Sartre, Jean-Paul. Nausea (New Directions Paperbook) (Kindle Locations 1374-1380). New Directions. Kindle Edition.
Christian Bennett
#people who I wish were still around today
Juan Edwards
As a lawfag who has been struggling to continue writing after my youth, this fucking hurts. A lot.
Tyler Anderson
That is some nice moral posturing from a misanthropic manlet who sold out his soul for the Soviet Union.
Jason Hernandez
>this rant
Literally an inferior copycat of Céline's Voyage, just without the slang and funky punctuation.
Anthony Foster
>There are also amateurs. These are secretaries, office workers, shopkeepers, people who listen to others in cafés: around forty they feel swollen, with an experience they can’t get rid of. Luckily they’ve made children on whom they can pass it off. They would like to make us believe that their past is not lost, that their memories are condensed, gently transformed into Wisdom. Convenient past! Past handed out of a pocket! little gilt books full of fine sayings. “Believe me, I’m telling you from experience, all I know I’ve learned from life.” Has life taken charge of their thoughts? They explain the new by the old—and the old they explain by the older still, like those historians who turn a Lenin into a Russian Robespierre, and a Robespierre into a French Cromwell: when all is said and done, they have never understood anything at all. . . . You can imagine a morose idleness behind their importance: they see the long parade of pretences, they yawn, they think there’s nothing new under the sun.

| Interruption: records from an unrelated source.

//! Build-time configuration and WS2812 timing validation.
//!
//! `build.rs` exports `WS2812_LED_COUNT`, `WS2812_RESET_LEN`, `WS2812_TIMEOUT_MS` and
//! `WS2812_SPI_HZ` (from the environment, a `.env` file, or defaults of 20, 60, 500 and
//! 8 MHz). They are parsed here at compile time; a malformed value fails the build.
//!
//! The reset length and timeout are tied to the SPI clock: one wire byte is one WS2812 bit, so
//! the clock fixes both the bit period and how long the zeroed reset region holds the line low.
//! [`check_timing`] verifies a clock and reset length against the WS2812 datasheet, and the
//! build-time values are checked with it below. The zero-bit high time is not checked; see
//! [`check_timing`].

use embassy_time::Duration;

use crate::frame_buffer::{FrameBuffer, frame_len};
use crate::{Error, Result};

/// LEDs in the strip.
pub const LED_COUNT: usize = parse_usize(env!("WS2812_LED_COUNT"));

/// Zero bytes appended after the last LED.
pub const RESET_LEN: usize = parse_usize(env!("WS2812_RESET_LEN"));

/// Total frame length in bytes.
pub const FRAME_LEN: usize = frame_len(LED_COUNT, RESET_LEN);

/// Upper bound on one blocking transmit of the whole frame.
pub const TRANSFER_TIMEOUT: Duration = Duration::from_millis(parse_u64(env!("WS2812_TIMEOUT_MS")));

/// SPI clock the wire encoding is clocked out at.
pub const SPI_FREQUENCY_HZ: u32 = parse_u32(env!("WS2812_SPI_HZ"));

/// Frame buffer sized by the build-time configuration.
pub type DefaultFrameBuffer = FrameBuffer<LED_COUNT, RESET_LEN, FRAME_LEN>;

const _: () = assert!(LED_COUNT > 0, "WS2812_LED_COUNT must be at least 1");

const _: () = assert!(
    check_timing(SPI_FREQUENCY_HZ, RESET_LEN).is_ok(),
    "WS2812_SPI_HZ and WS2812_RESET_LEN do not meet WS2812 timing"
);

/// Shortest WS2812 bit period (1.25 µs - 600 ns).
pub const MIN_BIT_NS: u64 = 650;
/// Longest WS2812 bit period (1.25 µs + 600 ns).
pub const MAX_BIT_NS: u64 = 1_850;
/// Shortest high time the chip reliably reads as a one.
pub const MIN_ONE_HIGH_NS: u64 = 550;
/// Minimum low time that latches a frame.
pub const MIN_RESET_NS: u64 = 50_000;

const NS_PER_SECOND: u64 = 1_000_000_000;
// SPI bits per wire byte.
const BITS_PER_BYTE: u64 = 8;
// High bits in `WIRE_ONE`.
const ONE_HIGH_BITS: u64 = 6;

/// Nanoseconds to clock out `bits` SPI bits at `spi_hz`.
#[expect(clippy::arithmetic_side_effects, reason = "Callers rule out a zero clock")]
#[expect(clippy::integer_division_remainder_used, reason = "Truncating to whole nanoseconds")]
const fn bits_ns(bits: u64, spi_hz: u32) -> u64 {
    bits * NS_PER_SECOND / spi_hz as u64
}

/// Smallest reset region, in bytes, that holds the line low for at least [`MIN_RESET_NS`].
///
/// Returns 0 for a zero clock.
#[must_use]
#[expect(clippy::cast_possible_truncation, reason = "At most MIN_RESET_NS bytes")]
pub const fn min_reset_len(spi_hz: u32) -> usize {
    if spi_hz == 0 {
        return 0;
    }
    let byte_ns = bits_ns(BITS_PER_BYTE, spi_hz);
    MIN_RESET_NS.div_ceil(byte_ns) as usize
}

/// Checks that `spi_hz` produces valid WS2812 bits and that `reset_len` bytes latch a frame.
///
/// Only the bit period, the one-bit high time and the reset length are checked. The zero-bit
/// high time (one SPI bit, 125 ns at 8 MHz) is intentionally not: it sits below the datasheet
/// T0H window at every clock this encoding accepts, and WS2812 parts still read it as a zero.
///
/// ```rust,no_run
/// # #![no_std]
/// # #![no_main]
/// # #[cfg(target_os = "none")]
/// # #[panic_handler]
/// # fn panic(_: &core::panic::PanicInfo) -> ! { loop {} }
/// use ws2812_kit::config::check_timing;
///
/// const _: () = assert!(check_timing(8_000_000, 60).is_ok());
/// const _: () = assert!(check_timing(8_000_000, 40).is_err());
/// const _: () = assert!(check_timing(3_000_000, 60).is_err());
/// ```
///
/// # Errors
///
/// Returns [`Error::SpiFrequencyOutOfRange`] if a byte period falls outside the WS2812 bit
/// window or the one-bit high time is too short, and [`Error::ResetTooShort`] if the reset
/// region is shorter than [`min_reset_len`].
pub const fn check_timing(spi_hz: u32, reset_len: usize) -> Result<()> {
    if spi_hz == 0 {
        return Err(Error::SpiFrequencyOutOfRange { hz: spi_hz });
    }
    let bit_ns = bits_ns(BITS_PER_BYTE, spi_hz);
    if bit_ns < MIN_BIT_NS || bit_ns > MAX_BIT_NS || bits_ns(ONE_HIGH_BITS, spi_hz) < MIN_ONE_HIGH_NS
    {
        return Err(Error::SpiFrequencyOutOfRange { hz: spi_hz });
    }
    let min = min_reset_len(spi_hz);
    if reset_len < min {
        return Err(Error::ResetTooShort {
            len: reset_len,
            min,
        });
    }
    Ok(())
}

#[expect(clippy::indexing_slicing, reason = "index < bytes.len()")]
#[expect(clippy::arithmetic_side_effects, reason = "Overflow is a compile error in const use")]
const fn parse_u64(text: &str) -> u64 {
    let bytes = text.as_bytes();
    assert!(!bytes.is_empty(), "configuration value must not be empty");

    let mut value: u64 = 0;
    let mut index = 0;
    while index < bytes.len() {
        let byte = bytes[index];
        index += 1;
        if byte == b'_' {
            continue;
        }
        assert!(byte.is_ascii_digit(), "configuration value must be a decimal number");
        value = value * 10 + (byte - b'0') as u64;
    }
    value
}

#[expect(clippy::cast_possible_truncation, reason = "Range checked first")]
const fn parse_usize(text: &str) -> usize {
    let value = parse_u64(text);
    assert!(value <= usize::MAX as u64, "configuration value does not fit in usize");
    value as usize
}

#[expect(clippy::cast_possible_truncation, reason = "Range checked first")]
const fn parse_u32(text: &str) -> u32 {
    let value = parse_u64(text);
    assert!(value <= u32::MAX as u64, "configuration value does not fit in u32");
    value as u32
}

Sartre, Jean-Paul. Nausea (New Directions Paperbook) (Kindle Locations 1388-1396). New Directions. Kindle Edition.
Leo Perez
Here's what a private letter by Céline from 1920 said about the same theme (wisdom and the new things to do in life). Admire the strength compared to Sartre:
>N'hésite surtout pas devant la difficulté apparente. Crache devant, dessus, dessous tous les gens qui te diront que c'est folie. On arrive à ce qu'on veut, et les choses les plus difficiles d'apparence sont protégées surtout par sa propre peur et la lâcheté bruyante des arguments dits de la sagesse. La destinée est une putain qui se tait quand on l'enfile. Mais pour cela il faut bander, et les vieux voudraient bien encore, mais la Pondération les tue.
Nicholas Wilson
i like sartre. i like celine even more. i still like sartre
Christopher Garcia
The best of Sartre is The Wall (IMO). Not too long-winded, not trying too hard either, and memorable overall.
Owen Diaz
>La destinée est une putain qui se tait quand on l'enfile. holy shit!